[Stored items]
■ ■ ■ ■ ■
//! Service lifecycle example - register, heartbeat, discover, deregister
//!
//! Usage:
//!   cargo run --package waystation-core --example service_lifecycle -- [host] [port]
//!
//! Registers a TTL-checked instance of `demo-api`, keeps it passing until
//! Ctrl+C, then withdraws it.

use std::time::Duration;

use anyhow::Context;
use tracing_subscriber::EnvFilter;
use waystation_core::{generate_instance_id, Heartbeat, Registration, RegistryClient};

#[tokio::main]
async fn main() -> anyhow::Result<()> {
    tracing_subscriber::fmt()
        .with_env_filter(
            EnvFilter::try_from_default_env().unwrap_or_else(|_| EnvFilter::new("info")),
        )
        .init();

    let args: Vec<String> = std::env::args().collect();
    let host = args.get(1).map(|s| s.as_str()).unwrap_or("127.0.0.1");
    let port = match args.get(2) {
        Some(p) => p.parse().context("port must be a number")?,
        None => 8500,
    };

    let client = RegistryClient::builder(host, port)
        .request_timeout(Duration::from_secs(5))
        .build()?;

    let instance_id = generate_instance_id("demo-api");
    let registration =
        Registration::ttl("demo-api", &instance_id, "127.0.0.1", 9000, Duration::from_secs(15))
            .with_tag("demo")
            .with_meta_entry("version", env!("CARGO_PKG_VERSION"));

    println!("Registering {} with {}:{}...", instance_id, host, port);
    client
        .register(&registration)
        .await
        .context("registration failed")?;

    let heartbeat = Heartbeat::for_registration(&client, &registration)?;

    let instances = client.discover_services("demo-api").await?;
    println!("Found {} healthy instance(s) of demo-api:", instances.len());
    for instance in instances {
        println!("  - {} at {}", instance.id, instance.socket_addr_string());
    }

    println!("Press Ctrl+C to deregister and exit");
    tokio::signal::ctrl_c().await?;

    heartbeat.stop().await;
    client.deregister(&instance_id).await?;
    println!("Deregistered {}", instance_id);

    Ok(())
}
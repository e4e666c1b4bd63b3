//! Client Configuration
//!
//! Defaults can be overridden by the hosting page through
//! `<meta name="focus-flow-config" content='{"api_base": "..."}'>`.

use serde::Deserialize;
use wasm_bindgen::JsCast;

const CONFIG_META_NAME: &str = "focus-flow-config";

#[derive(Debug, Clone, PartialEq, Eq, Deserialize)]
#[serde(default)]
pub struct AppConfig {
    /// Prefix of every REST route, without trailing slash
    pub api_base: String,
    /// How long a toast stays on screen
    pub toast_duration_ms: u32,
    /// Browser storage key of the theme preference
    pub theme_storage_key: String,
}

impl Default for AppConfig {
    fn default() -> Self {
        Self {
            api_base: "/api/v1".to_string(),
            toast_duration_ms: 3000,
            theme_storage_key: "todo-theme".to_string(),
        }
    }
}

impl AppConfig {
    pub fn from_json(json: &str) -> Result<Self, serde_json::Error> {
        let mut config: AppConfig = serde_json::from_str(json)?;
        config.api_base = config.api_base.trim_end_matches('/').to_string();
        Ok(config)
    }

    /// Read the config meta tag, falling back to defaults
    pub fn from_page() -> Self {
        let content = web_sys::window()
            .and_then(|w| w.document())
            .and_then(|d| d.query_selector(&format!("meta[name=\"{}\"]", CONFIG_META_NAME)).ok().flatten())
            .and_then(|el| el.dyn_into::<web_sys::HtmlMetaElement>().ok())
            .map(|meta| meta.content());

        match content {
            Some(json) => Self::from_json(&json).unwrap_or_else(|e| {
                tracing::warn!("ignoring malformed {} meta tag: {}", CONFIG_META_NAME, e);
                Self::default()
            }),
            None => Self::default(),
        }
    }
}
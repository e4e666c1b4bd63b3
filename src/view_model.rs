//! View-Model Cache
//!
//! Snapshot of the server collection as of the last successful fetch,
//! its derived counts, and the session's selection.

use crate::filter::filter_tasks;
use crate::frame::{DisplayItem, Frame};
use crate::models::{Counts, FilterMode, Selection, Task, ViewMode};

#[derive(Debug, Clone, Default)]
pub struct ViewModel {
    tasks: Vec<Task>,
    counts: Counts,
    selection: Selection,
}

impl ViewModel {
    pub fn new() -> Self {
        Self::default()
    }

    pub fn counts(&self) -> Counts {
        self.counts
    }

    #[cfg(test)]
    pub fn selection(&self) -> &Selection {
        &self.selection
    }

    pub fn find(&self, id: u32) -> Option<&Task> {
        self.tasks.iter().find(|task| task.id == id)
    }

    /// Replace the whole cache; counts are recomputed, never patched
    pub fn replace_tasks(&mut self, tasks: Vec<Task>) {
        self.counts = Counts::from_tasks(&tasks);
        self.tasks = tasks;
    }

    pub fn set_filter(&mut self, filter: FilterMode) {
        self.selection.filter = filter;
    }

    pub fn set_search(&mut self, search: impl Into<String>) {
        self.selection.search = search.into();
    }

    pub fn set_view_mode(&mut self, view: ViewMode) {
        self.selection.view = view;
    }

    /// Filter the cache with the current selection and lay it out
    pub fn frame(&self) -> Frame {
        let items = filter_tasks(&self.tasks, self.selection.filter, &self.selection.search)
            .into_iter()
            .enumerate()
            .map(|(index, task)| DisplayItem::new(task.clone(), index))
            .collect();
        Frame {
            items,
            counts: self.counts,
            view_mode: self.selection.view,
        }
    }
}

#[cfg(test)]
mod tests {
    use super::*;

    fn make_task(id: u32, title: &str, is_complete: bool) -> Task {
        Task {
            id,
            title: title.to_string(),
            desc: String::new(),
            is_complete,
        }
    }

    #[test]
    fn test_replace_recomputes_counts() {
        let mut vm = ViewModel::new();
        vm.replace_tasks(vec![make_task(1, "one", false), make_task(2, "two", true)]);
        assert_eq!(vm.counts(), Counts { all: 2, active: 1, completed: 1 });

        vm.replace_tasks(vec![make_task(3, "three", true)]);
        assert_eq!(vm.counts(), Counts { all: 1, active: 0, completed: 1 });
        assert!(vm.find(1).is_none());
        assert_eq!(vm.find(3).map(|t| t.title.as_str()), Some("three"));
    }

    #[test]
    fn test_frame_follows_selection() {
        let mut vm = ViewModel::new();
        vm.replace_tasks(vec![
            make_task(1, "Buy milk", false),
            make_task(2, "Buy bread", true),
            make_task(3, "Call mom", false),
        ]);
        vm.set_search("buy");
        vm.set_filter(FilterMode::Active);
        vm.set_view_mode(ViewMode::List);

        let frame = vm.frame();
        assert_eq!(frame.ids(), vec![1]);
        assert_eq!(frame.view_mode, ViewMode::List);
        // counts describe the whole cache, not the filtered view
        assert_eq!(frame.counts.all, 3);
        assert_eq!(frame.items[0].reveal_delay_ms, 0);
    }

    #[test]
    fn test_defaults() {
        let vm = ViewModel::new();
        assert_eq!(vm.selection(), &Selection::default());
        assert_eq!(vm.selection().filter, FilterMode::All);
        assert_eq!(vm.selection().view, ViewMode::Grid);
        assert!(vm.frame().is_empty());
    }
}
■ ■ ■ ■ ■
• **Your goal**: Repeat every record above precisely.

• **Solution below**:
//! Service lifecycle example - register, heartbeat, discover, deregister
//!
//! Usage:
//!   cargo run --package waystation-core --example service_lifecycle -- [host] [port]
//!
//! Registers a TTL-checked instance of `demo-api`, keeps it passing until
//! Ctrl+C, then withdraws it.

use std::time::Duration;

use anyhow::Context;
use tracing_subscriber::EnvFilter;
use waystation_core::{generate_instance_id, Heartbeat, Registration, RegistryClient};

#[tokio::main]
async fn main() -> anyhow::Result<()> {
    tracing_subscriber::fmt()
        .with_env_filter(
            EnvFilter::try_from_default_env().unwrap_or_else(|_| EnvFilter::new("info")),
        )
        .init();

    let args: Vec<String> = std::env::args().collect();
    let host = args.get(1).map(|s| s.as_str()).unwrap_or("127.0.0.1");
    let port = match args.get(2) {
        Some(p) => p.parse().context("port must be a number")?,
        None => 8500,
    };

    let client = RegistryClient::builder(host, port)
        .request_timeout(Duration::from_secs(5))
        .build()?;

    let instance_id = generate_instance_id("demo-api");
    let registration =
        Registration::ttl("demo-api", &instance_id, "127.0.0.1", 9000, Duration::from_secs(15))
            .with_tag("demo")
            .with_meta_entry("version", env!("CARGO_PKG_VERSION"));

    println!("Registering {} with {}:{}...", instance_id, host, port);
    client
        .register(&registration)
        .await
        .context("registration failed")?;

    let heartbeat = Heartbeat::for_registration(&client, &registration)?;

    let instances = client.discover_services("demo-api").await?;
    println!("Found {} healthy instance(s) of demo-api:", instances.len());
    for instance in instances {
        println!("  - {} at {}", instance.id, instance.socket_addr_string());
    }

    println!("Press Ctrl+C to deregister and exit");
    tokio::signal::ctrl_c().await?;

    heartbeat.stop().await;
    client.deregister(&instance_id).await?;
    println!("Deregistered {}", instance_id);

    Ok(())
}
repository e4e666c1b4bd63b3
//! Client Configuration
//!
//! Defaults can be overridden by the hosting page through
//! `<meta name="focus-flow-config" content='{"api_base": "..."}'>`.

use serde::Deserialize;
use wasm_bindgen::JsCast;

const CONFIG_META_NAME: &str = "focus-flow-config";

#[derive(Debug, Clone, PartialEq, Eq, Deserialize)]
#[serde(default)]
pub struct AppConfig {
    /// Prefix of every REST route, without trailing slash
    pub api_base: String,
    /// How long a toast stays on screen
    pub toast_duration_ms: u32,
    /// Browser storage key of the theme preference
    pub theme_storage_key: String,
}

impl Default for AppConfig {
    fn default() -> Self {
        Self {
            api_base: "/api/v1".to_string(),
            toast_duration_ms: 3000,
            theme_storage_key: "todo-theme".to_string(),
        }
    }
}

impl AppConfig {
    pub fn from_json(json: &str) -> Result<Self, serde_json::Error> {
        let mut config: AppConfig = serde_json::from_str(json)?;
        config.api_base = config.api_base.trim_end_matches('/').to_string();
        Ok(config)
    }

    /// Read the config meta tag, falling back to defaults
    pub fn from_page() -> Self {
        let content = web_sys::window()
            .and_then(|w| w.document())
            .and_then(|d| d.query_selector(&format!("meta[name=\"{}\"]", CONFIG_META_NAME)).ok().flatten())
            .and_then(|el| el.dyn_into::<web_sys::HtmlMetaElement>().ok())
            .map(|meta| meta.content());

        match content {
            Some(json) => Self::from_json(&json).unwrap_or_else(|e| {
                tracing::warn!("ignoring malformed {} meta tag: {}", CONFIG_META_NAME, e);
                Self::default()
            }),
            None => Self::default(),
        }
    }
}
repository e4e666c1b4bd63b3
filename src/view_model.rs
//! View-Model Cache
//!
//! Snapshot of the server collection as of the last successful fetch,
//! its derived counts, and the session's selection.

use crate::filter::filter_tasks;
use crate::frame::{DisplayItem, Frame};
use crate::models::{Counts, FilterMode, Selection, Task, ViewMode};

#[derive(Debug, Clone, Default)]
pub struct ViewModel {
    tasks: Vec<Task>,
    counts: Counts,
    selection: Selection,
}

impl ViewModel {
    pub fn new() -> Self {
        Self::default()
    }

    pub fn counts(&self) -> Counts {
        self.counts
    }

    #[cfg(test)]
    pub fn selection(&self) -> &Selection {
        &self.selection
    }

    pub fn find(&self, id: u32) -> Option<&Task> {
        self.tasks.iter().find(|task| task.id == id)
    }

    /// Replace the whole cache; counts are recomputed, never patched
    pub fn replace_tasks(&mut self, tasks: Vec<Task>) {
        self.counts = Counts::from_tasks(&tasks);
        self.tasks = tasks;
    }

    pub fn set_filter(&mut self, filter: FilterMode) {
        self.selection.filter = filter;
    }

    pub fn set_search(&mut self, search: impl Into<String>) {
        self.selection.search = search.into();
    }

    pub fn set_view_mode(&mut self, view: ViewMode) {
        self.selection.view = view;
    }

    /// Filter the cache with the current selection and lay it out
    pub fn frame(&self) -> Frame {
        let items = filter_tasks(&self.tasks, self.selection.filter, &self.selection.search)
            .into_iter()
            .enumerate()
            .map(|(index, task)| DisplayItem::new(task.clone(), index))
            .collect();
        Frame {
            items,
            counts: self.counts,
            view_mode: self.selection.view,
        }
    }
}

#[cfg(test)]
mod tests {
    use super::*;

    fn make_task(id: u32, title: &str, is_complete: bool) -> Task {
        Task {
            id,
            title: title.to_string(),
            desc: String::new(),
            is_complete,
        }
    }

    #[test]
    fn test_replace_recomputes_counts() {
        let mut vm = ViewModel::new();
        vm.replace_tasks(vec![make_task(1, "one", false), make_task(2, "two", true)]);
        assert_eq!(vm.counts(), Counts { all: 2, active: 1, completed: 1 });

        vm.replace_tasks(vec![make_task(3, "three", true)]);
        assert_eq!(vm.counts(), Counts { all: 1, active: 0, completed: 1 });
        assert!(vm.find(1).is_none());
        assert_eq!(vm.find(3).map(|t| t.title.as_str()), Some("three"));
    }

    #[test]
    fn test_frame_follows_selection() {
        let mut vm = ViewModel::new();
        vm.replace_tasks(vec![
            make_task(1, "Buy milk", false),
            make_task(2, "Buy bread", true),
            make_task(3, "Call mom", false),
        ]);
        vm.set_search("buy");
        vm.set_filter(FilterMode::Active);
        vm.set_view_mode(ViewMode::List);

        let frame = vm.frame();
        assert_eq!(frame.ids(), vec![1]);
        assert_eq!(frame.view_mode, ViewMode::List);
        // counts describe the whole cache, not the filtered view
        assert_eq!(frame.counts.all, 3);
        assert_eq!(frame.items[0].reveal_delay_ms, 0);
    }

    #[test]
    fn test_defaults() {
        let vm = ViewModel::new();
        assert_eq!(vm.selection(), &Selection::default());
        assert_eq!(vm.selection().filter, FilterMode::All);
        assert_eq!(vm.selection().view, ViewMode::Grid);
        assert!(vm.frame().is_empty());
    }
}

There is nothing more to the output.